WORK ORDER: The answer must be the full listing, reproduced without any change.

THE DATA below:

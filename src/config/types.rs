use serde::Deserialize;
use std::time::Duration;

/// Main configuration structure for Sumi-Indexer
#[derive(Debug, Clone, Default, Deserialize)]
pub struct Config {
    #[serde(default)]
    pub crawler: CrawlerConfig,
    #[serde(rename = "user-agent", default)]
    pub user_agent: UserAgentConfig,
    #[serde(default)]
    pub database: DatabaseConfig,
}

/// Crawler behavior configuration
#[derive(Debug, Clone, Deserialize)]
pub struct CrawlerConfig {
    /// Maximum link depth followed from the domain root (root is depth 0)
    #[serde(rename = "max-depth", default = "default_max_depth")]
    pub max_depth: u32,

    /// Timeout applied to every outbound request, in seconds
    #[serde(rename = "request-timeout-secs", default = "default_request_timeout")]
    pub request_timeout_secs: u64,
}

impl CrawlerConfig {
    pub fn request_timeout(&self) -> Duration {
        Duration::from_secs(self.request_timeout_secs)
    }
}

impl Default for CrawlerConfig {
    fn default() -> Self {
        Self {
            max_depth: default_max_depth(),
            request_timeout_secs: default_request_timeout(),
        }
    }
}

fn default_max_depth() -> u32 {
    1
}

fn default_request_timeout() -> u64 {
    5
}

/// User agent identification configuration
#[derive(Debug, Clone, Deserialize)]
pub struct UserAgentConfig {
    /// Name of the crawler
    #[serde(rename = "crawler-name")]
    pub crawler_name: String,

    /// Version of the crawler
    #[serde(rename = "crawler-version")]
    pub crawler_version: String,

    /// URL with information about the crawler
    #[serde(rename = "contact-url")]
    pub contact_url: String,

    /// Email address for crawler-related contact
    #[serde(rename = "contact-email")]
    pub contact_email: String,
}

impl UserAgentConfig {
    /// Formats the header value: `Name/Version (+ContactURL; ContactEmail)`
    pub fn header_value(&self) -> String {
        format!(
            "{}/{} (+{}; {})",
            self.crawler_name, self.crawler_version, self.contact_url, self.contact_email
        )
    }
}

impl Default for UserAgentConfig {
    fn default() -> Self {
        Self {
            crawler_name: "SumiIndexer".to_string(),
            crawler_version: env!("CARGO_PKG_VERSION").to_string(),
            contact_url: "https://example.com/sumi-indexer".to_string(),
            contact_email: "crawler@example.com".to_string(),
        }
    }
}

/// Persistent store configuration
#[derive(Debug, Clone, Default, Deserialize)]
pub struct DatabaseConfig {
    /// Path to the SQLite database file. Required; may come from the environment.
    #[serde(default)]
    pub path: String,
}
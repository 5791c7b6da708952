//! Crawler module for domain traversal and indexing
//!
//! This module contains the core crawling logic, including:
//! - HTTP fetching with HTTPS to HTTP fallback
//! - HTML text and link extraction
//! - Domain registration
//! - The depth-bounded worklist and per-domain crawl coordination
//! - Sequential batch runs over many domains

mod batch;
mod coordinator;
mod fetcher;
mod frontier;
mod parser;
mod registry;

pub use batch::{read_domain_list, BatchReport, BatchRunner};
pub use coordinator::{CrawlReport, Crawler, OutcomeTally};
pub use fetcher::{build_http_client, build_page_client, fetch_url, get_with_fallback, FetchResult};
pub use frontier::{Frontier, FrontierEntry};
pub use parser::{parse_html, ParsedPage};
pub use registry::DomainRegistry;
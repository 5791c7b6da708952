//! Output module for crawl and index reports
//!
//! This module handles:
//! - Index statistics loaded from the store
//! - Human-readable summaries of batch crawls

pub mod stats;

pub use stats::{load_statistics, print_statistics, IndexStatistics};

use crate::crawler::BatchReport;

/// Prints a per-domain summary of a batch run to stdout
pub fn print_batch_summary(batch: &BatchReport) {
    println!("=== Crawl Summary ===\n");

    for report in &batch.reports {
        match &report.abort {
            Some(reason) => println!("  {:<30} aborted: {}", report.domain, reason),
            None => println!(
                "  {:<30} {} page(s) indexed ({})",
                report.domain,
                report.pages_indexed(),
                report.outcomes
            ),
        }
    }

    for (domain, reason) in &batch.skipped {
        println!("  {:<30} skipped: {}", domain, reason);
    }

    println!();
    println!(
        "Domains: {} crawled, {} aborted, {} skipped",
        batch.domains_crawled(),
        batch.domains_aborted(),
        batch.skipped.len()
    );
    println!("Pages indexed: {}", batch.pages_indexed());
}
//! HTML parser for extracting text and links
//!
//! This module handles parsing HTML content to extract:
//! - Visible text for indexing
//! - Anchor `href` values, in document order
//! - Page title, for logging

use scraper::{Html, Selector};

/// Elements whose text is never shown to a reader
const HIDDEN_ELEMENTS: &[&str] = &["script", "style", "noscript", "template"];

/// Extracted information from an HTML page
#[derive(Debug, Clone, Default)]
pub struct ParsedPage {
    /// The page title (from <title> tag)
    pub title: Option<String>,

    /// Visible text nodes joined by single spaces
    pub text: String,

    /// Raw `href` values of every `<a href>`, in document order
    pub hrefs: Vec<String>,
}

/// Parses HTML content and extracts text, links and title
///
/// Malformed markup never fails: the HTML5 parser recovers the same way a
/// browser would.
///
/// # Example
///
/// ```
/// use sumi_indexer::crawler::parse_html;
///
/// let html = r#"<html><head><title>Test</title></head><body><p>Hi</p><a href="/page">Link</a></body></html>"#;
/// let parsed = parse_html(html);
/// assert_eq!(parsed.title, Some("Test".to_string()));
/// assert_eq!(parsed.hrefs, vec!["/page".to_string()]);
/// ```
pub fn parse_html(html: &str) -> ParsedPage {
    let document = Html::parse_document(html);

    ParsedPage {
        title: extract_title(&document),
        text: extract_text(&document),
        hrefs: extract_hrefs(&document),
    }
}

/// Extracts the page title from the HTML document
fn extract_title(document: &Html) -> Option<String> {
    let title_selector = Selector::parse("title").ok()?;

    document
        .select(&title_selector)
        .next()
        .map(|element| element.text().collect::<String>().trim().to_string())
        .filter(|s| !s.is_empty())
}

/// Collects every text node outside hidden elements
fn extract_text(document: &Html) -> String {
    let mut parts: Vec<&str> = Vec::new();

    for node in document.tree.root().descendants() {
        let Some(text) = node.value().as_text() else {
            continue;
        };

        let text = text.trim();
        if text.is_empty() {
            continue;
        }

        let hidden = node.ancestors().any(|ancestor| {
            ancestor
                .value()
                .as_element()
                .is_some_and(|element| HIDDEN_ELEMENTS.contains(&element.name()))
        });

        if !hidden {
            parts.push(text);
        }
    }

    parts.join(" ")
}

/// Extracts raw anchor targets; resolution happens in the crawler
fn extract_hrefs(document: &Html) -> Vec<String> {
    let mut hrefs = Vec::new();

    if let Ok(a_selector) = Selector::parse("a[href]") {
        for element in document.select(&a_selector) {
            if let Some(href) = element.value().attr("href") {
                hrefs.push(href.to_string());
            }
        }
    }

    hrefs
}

End of THE DATA.

TASK RESULT:
filename src/config/types.rs
use serde::Deserialize;
use std::time::Duration;

/// Main configuration structure for Sumi-Indexer
#[derive(Debug, Clone, Default, Deserialize)]
pub struct Config {
    #[serde(default)]
    pub crawler: CrawlerConfig,
    #[serde(rename = "user-agent", default)]
    pub user_agent: UserAgentConfig,
    #[serde(default)]
    pub database: DatabaseConfig,
}

/// Crawler behavior configuration
#[derive(Debug, Clone, Deserialize)]
pub struct CrawlerConfig {
    /// Maximum link depth followed from the domain root (root is depth 0)
    #[serde(rename = "max-depth", default = "default_max_depth")]
    pub max_depth: u32,

    /// Timeout applied to every outbound request, in seconds
    #[serde(rename = "request-timeout-secs", default = "default_request_timeout")]
    pub request_timeout_secs: u64,
}

impl CrawlerConfig {
    pub fn request_timeout(&self) -> Duration {
        Duration::from_secs(self.request_timeout_secs)
    }
}

impl Default for CrawlerConfig {
    fn default() -> Self {
        Self {
            max_depth: default_max_depth(),
            request_timeout_secs: default_request_timeout(),
        }
    }
}

fn default_max_depth() -> u32 {
    1
}

fn default_request_timeout() -> u64 {
    5
}

/// User agent identification configuration
#[derive(Debug, Clone, Deserialize)]
pub struct UserAgentConfig {
    /// Name of the crawler
    #[serde(rename = "crawler-name")]
    pub crawler_name: String,

    /// Version of the crawler
    #[serde(rename = "crawler-version")]
    pub crawler_version: String,

    /// URL with information about the crawler
    #[serde(rename = "contact-url")]
    pub contact_url: String,

    /// Email address for crawler-related contact
    #[serde(rename = "contact-email")]
    pub contact_email: String,
}

impl UserAgentConfig {
    /// Formats the header value: `Name/Version (+ContactURL; ContactEmail)`
    pub fn header_value(&self) -> String {
        format!(
            "{}/{} (+{}; {})",
            self.crawler_name, self.crawler_version, self.contact_url, self.contact_email
        )
    }
}

impl Default for UserAgentConfig {
    fn default() -> Self {
        Self {
            crawler_name: "SumiIndexer".to_string(),
            crawler_version: env!("CARGO_PKG_VERSION").to_string(),
            contact_url: "https://example.com/sumi-indexer".to_string(),
            contact_email: "crawler@example.com".to_string(),
        }
    }
}

/// Persistent store configuration
#[derive(Debug, Clone, Default, Deserialize)]
pub struct DatabaseConfig {
    /// Path to the SQLite database file. Required; may come from the environment.
    #[serde(default)]
    pub path: String,
}
repository 5791c7b6da708952
//! Crawler module for domain traversal and indexing
//!
//! This module contains the core crawling logic, including:
//! - HTTP fetching with HTTPS to HTTP fallback
//! - HTML text and link extraction
//! - Domain registration
//! - The depth-bounded worklist and per-domain crawl coordination
//! - Sequential batch runs over many domains

mod batch;
mod coordinator;
mod fetcher;
mod frontier;
mod parser;
mod registry;

pub use batch::{read_domain_list, BatchReport, BatchRunner};
pub use coordinator::{CrawlReport, Crawler, OutcomeTally};
pub use fetcher::{build_http_client, build_page_client, fetch_url, get_with_fallback, FetchResult};
pub use frontier::{Frontier, FrontierEntry};
pub use parser::{parse_html, ParsedPage};
pub use registry::DomainRegistry;
repository 5791c7b6da708952
//! Output module for crawl and index reports
//!
//! This module handles:
//! - Index statistics loaded from the store
//! - Human-readable summaries of batch crawls

pub mod stats;

pub use stats::{load_statistics, print_statistics, IndexStatistics};

use crate::crawler::BatchReport;

/// Prints a per-domain summary of a batch run to stdout
pub fn print_batch_summary(batch: &BatchReport) {
    println!("=== Crawl Summary ===\n");

    for report in &batch.reports {
        match &report.abort {
            Some(reason) => println!("  {:<30} aborted: {}", report.domain, reason),
            None => println!(
                "  {:<30} {} page(s) indexed ({})",
                report.domain,
                report.pages_indexed(),
                report.outcomes
            ),
        }
    }

    for (domain, reason) in &batch.skipped {
        println!("  {:<30} skipped: {}", domain, reason);
    }

    println!();
    println!(
        "Domains: {} crawled, {} aborted, {} skipped",
        batch.domains_crawled(),
        batch.domains_aborted(),
        batch.skipped.len()
    );
    println!("Pages indexed: {}", batch.pages_indexed());
}
//! HTML parser for extracting text and links
//!
//! This module handles parsing HTML content to extract:
//! - Visible text for indexing
//! - Anchor `href` values, in document order
//! - Page title, for logging

use scraper::{Html, Selector};

/// Elements whose text is never shown to a reader
const HIDDEN_ELEMENTS: &[&str] = &["script", "style", "noscript", "template"];

/// Extracted information from an HTML page
#[derive(Debug, Clone, Default)]
pub struct ParsedPage {
    /// The page title (from <title> tag)
    pub title: Option<String>,

    /// Visible text nodes joined by single spaces
    pub text: String,

    /// Raw `href` values of every `<a href>`, in document order
    pub hrefs: Vec<String>,
}

/// Parses HTML content and extracts text, links and title
///
/// Malformed markup never fails: the HTML5 parser recovers the same way a
/// browser would.
///
/// # Example
///
/// ```
/// use sumi_indexer::crawler::parse_html;
///
/// let html = r#"<html><head><title>Test</title></head><body><p>Hi</p><a href="/page">Link</a></body></html>"#;
/// let parsed = parse_html(html);
/// assert_eq!(parsed.title, Some("Test".to_string()));
/// assert_eq!(parsed.hrefs, vec!["/page".to_string()]);
/// ```
pub fn parse_html(html: &str) -> ParsedPage {
    let document = Html::parse_document(html);

    ParsedPage {
        title: extract_title(&document),
        text: extract_text(&document),
        hrefs: extract_hrefs(&document),
    }
}

/// Extracts the page title from the HTML document
fn extract_title(document: &Html) -> Option<String> {
    let title_selector = Selector::parse("title").ok()?;

    document
        .select(&title_selector)
        .next()
        .map(|element| element.text().collect::<String>().trim().to_string())
        .filter(|s| !s.is_empty())
}

/// Collects every text node outside hidden elements
fn extract_text(document: &Html) -> String {
    let mut parts: Vec<&str> = Vec::new();

    for node in document.tree.root().descendants() {
        let Some(text) = node.value().as_text() else {
            continue;
        };

        let text = text.trim();
        if text.is_empty() {
            continue;
        }

        let hidden = node.ancestors().any(|ancestor| {
            ancestor
                .value()
                .as_element()
                .is_some_and(|element| HIDDEN_ELEMENTS.contains(&element.name()))
        });

        if !hidden {
            parts.push(text);
        }
    }

    parts.join(" ")
}

/// Extracts raw anchor targets; resolution happens in the crawler
fn extract_hrefs(document: &Html) -> Vec<String> {
    let mut hrefs = Vec::new();

    if let Ok(a_selector) = Selector::parse("a[href]") {
        for element in document.select(&a_selector) {
            if let Some(href) = element.value().attr("href") {
                hrefs.push(href.to_string());
            }
        }
    }

    hrefs
}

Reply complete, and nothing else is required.